What you are asked to do
Please find the lines in the entries below that contain the word "email", and copy each one.

Records provided Block Start

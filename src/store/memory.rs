//! Process-local store backed by maps under one mutex.
//!
//! Same contracts as [`SqliteStore`](super::SqliteStore), including email
//! uniqueness and digest-only token records. Nothing survives a restart.

use std::collections::HashMap;

use async_trait::async_trait;
use chrono::{DateTime, Utc};
use parking_lot::Mutex;

use crate::auth::traits::{
    token_digest, Account, AccountStore, AppRegistry, NewAccount, RegisteredApp, Role,
    TokenLedger,
};

use super::StoreError;

struct LedgerRow {
    owner_id: i64,
    expires_at: i64,
}

#[derive(Default)]
struct Inner {
    next_account_id: i64,
    accounts: HashMap<i64, Account>,
    apps: HashMap<i64, RegisteredApp>,
    tokens: HashMap<[u8; 32], LedgerRow>,
}

#[derive(Default)]
pub struct MemoryStore {
    inner: Mutex<Inner>,
}

impl MemoryStore {
    pub fn new() -> Self {
        Self::default()
    }

    /// Add or replace a registered application.
    pub fn insert_app(&self, id: i64, name: &str, secret: &[u8]) -> RegisteredApp {
        let app = RegisteredApp {
            id,
            name: name.to_string(),
            secret: secret.to_vec(),
        };
        self.inner.lock().apps.insert(id, app.clone());
        app
    }

    /// Administrative role change.
    pub fn set_role(&self, account_id: i64, role: Role) -> Result<(), StoreError> {
        let mut inner = self.inner.lock();
        let account = inner
            .accounts
            .get_mut(&account_id)
            .ok_or(StoreError::NotFound)?;
        account.role = role;
        Ok(())
    }

    pub fn account_count(&self) -> usize {
        self.inner.lock().accounts.len()
    }

    pub fn token_count(&self) -> usize {
        self.inner.lock().tokens.len()
    }

    /// Digests currently held, for asserting nothing else is kept.
    pub fn token_digests(&self) -> Vec<[u8; 32]> {
        self.inner.lock().tokens.keys().copied().collect()
    }
}

#[async_trait]
impl AccountStore for MemoryStore {
    async fn create_account(&self, new: NewAccount) -> Result<i64, StoreError> {
        let mut inner = self.inner.lock();
        if inner.accounts.values().any(|a| a.email == new.email) {
            return Err(StoreError::Conflict);
        }

        inner.next_account_id += 1;
        let id = inner.next_account_id;
        inner.accounts.insert(
            id,
            Account {
                id,
                name: new.name,
                email: new.email,
                password_hash: new.password_hash,
                role: Role::User,
                activated: false,
            },
        );
        Ok(id)
    }

    async fn account_by_email(&self, email: &str) -> Result<Account, StoreError> {
        self.inner
            .lock()
            .accounts
            .values()
            .find(|a| a.email == email)
            .cloned()
            .ok_or(StoreError::NotFound)
    }

    async fn account(&self, id: i64) -> Result<Account, StoreError> {
        self.inner
            .lock()
            .accounts
            .get(&id)
            .cloned()
            .ok_or(StoreError::NotFound)
    }

    async fn role(&self, id: i64) -> Result<Role, StoreError> {
        self.inner
            .lock()
            .accounts
            .get(&id)
            .map(|a| a.role)
            .ok_or(StoreError::NotFound)
    }
}

#[async_trait]
impl AppRegistry for MemoryStore {
    async fn app(&self, id: i64) -> Result<RegisteredApp, StoreError> {
        self.inner
            .lock()
            .apps
            .get(&id)
            .cloned()
            .ok_or(StoreError::NotFound)
    }
}

#[async_trait]
impl TokenLedger for MemoryStore {
    async fn record(
        &self,
        token: &str,
        owner_id: i64,
        expires_at: DateTime<Utc>,
    ) -> Result<(), StoreError> {
        let digest = token_digest(token);
        let mut inner = self.inner.lock();
        if !inner.accounts.contains_key(&owner_id) {
            return Err(StoreError::NotFound);
        }
        if inner.tokens.contains_key(&digest) {
            return Err(StoreError::Conflict);
        }
        inner.tokens.insert(
            digest,
            LedgerRow {
                owner_id,
                expires_at: expires_at.timestamp(),
            },
        );
        Ok(())
    }

    async fn is_live(&self, token: &str, now: DateTime<Utc>) -> Result<bool, StoreError> {
        let digest = token_digest(token);
        Ok(self
            .inner
            .lock()
            .tokens
            .get(&digest)
            .is_some_and(|row| row.expires_at > now.timestamp()))
    }

    async fn revoke(&self, token: &str) -> Result<bool, StoreError> {
        let digest = token_digest(token);
        Ok(self.inner.lock().tokens.remove(&digest).is_some())
    }

    async fn revoke_all(&self, owner_id: i64) -> Result<u64, StoreError> {
        let mut inner = self.inner.lock();
        let before = inner.tokens.len();
        inner.tokens.retain(|_, row| row.owner_id != owner_id);
        Ok((before - inner.tokens.len()) as u64)
    }

    async fn sweep(&self, now: DateTime<Utc>) -> Result<u64, StoreError> {
        let cutoff = now.timestamp();
        let mut inner = self.inner.lock();
        let before = inner.tokens.len();
        inner.tokens.retain(|_, row| row.expires_at > cutoff);
        Ok((before - inner.tokens.len()) as u64)
    }
}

Records provided Block End

Answer to this task
//! Same contracts as [`SqliteStore`](super::SqliteStore), including email
        if inner.accounts.values().any(|a| a.email == new.email) {
                email: new.email,
    async fn account_by_email(&self, email: &str) -> Result<Account, StoreError> {
            .find(|a| a.email == email)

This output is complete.